(Task brief):
Only the number is needed: how many lines of the records include "FieldFlags"?

(Entries taken from a collection):

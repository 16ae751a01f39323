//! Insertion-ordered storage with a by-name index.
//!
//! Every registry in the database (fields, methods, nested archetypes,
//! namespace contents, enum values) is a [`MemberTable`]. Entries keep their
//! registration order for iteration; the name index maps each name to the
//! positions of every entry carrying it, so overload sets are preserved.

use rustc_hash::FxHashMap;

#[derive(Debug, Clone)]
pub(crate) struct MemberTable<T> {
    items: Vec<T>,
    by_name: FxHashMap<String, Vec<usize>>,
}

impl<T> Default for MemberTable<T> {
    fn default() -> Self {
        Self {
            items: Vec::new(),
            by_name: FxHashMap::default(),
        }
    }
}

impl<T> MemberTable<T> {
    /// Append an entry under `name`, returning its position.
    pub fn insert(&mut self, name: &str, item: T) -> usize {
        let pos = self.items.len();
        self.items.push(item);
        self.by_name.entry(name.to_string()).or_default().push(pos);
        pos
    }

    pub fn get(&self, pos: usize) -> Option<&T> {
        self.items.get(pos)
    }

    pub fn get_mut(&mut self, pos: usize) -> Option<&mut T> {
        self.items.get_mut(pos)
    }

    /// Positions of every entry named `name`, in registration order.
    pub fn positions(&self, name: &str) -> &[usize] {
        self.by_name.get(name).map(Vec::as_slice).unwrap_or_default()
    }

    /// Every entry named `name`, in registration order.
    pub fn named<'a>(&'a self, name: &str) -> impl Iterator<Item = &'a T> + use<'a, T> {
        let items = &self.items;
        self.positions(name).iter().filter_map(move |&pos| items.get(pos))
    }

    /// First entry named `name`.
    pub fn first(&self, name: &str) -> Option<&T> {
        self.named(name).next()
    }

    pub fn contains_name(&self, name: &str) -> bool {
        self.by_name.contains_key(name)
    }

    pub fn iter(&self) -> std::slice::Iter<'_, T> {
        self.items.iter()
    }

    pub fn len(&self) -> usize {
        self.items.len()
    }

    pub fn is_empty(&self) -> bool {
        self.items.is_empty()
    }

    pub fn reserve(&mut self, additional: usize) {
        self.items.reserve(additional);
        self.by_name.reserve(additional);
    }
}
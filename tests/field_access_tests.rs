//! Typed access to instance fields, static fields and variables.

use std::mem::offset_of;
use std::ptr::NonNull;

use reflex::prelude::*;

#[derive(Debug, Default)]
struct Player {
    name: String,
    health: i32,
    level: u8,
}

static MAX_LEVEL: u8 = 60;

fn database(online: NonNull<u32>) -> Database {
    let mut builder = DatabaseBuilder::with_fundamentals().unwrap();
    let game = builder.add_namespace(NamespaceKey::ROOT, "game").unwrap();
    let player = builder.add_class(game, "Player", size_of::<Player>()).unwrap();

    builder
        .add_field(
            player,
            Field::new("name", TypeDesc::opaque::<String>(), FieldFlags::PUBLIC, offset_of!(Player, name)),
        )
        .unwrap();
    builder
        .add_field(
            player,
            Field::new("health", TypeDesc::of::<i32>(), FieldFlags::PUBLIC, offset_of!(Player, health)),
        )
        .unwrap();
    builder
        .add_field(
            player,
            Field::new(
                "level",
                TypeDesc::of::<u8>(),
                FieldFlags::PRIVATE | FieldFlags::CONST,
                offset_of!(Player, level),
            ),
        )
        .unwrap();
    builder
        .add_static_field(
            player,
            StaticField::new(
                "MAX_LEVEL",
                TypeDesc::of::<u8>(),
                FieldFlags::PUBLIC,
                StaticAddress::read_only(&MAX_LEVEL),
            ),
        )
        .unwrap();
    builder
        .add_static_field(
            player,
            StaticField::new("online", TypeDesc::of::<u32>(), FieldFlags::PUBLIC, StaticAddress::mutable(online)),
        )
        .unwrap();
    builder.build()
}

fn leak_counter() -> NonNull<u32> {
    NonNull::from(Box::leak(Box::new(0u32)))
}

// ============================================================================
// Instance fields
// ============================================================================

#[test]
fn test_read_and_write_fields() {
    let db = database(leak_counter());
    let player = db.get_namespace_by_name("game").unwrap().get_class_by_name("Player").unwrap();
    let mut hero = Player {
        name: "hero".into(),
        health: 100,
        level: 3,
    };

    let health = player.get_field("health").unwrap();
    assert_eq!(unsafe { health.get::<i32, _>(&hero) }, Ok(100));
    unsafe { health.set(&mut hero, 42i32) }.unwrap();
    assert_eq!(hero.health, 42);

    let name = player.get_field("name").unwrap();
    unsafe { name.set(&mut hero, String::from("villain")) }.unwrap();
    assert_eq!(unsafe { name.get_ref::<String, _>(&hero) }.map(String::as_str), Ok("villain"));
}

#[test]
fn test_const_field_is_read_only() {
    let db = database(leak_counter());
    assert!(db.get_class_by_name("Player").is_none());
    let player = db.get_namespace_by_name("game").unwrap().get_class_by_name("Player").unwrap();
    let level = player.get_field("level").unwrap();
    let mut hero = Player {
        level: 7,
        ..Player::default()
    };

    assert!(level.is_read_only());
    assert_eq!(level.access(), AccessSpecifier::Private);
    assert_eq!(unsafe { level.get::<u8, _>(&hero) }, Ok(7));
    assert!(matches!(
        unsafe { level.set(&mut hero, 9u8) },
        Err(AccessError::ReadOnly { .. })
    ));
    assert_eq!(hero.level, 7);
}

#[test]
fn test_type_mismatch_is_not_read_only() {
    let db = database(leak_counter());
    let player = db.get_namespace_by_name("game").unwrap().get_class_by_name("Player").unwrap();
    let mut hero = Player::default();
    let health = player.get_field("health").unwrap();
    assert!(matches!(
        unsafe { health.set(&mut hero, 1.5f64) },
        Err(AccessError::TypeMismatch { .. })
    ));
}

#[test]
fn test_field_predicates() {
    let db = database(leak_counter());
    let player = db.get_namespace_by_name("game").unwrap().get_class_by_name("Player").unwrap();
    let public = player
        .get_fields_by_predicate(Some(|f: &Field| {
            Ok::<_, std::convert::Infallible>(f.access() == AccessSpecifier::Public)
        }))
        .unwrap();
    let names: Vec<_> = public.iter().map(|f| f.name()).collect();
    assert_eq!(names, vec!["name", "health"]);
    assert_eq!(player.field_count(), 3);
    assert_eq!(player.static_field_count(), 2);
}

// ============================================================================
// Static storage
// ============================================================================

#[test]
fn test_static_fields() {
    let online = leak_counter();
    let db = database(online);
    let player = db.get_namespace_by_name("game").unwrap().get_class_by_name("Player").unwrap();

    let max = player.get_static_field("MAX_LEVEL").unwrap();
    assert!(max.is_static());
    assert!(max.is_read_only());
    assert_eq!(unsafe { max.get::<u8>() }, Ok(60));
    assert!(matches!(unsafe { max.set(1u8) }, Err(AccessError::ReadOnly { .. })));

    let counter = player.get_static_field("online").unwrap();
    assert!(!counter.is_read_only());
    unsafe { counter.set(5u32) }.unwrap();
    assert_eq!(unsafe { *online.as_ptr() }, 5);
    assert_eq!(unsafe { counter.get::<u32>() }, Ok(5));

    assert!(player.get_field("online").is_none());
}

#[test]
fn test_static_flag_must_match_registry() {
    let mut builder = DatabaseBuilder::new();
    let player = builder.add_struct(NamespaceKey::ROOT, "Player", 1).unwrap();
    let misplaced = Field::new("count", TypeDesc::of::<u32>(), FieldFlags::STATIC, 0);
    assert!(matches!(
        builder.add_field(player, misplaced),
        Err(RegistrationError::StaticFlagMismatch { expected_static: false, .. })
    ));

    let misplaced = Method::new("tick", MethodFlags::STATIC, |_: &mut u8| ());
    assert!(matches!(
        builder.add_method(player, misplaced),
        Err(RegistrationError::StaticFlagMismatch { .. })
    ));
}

(Task solution):
6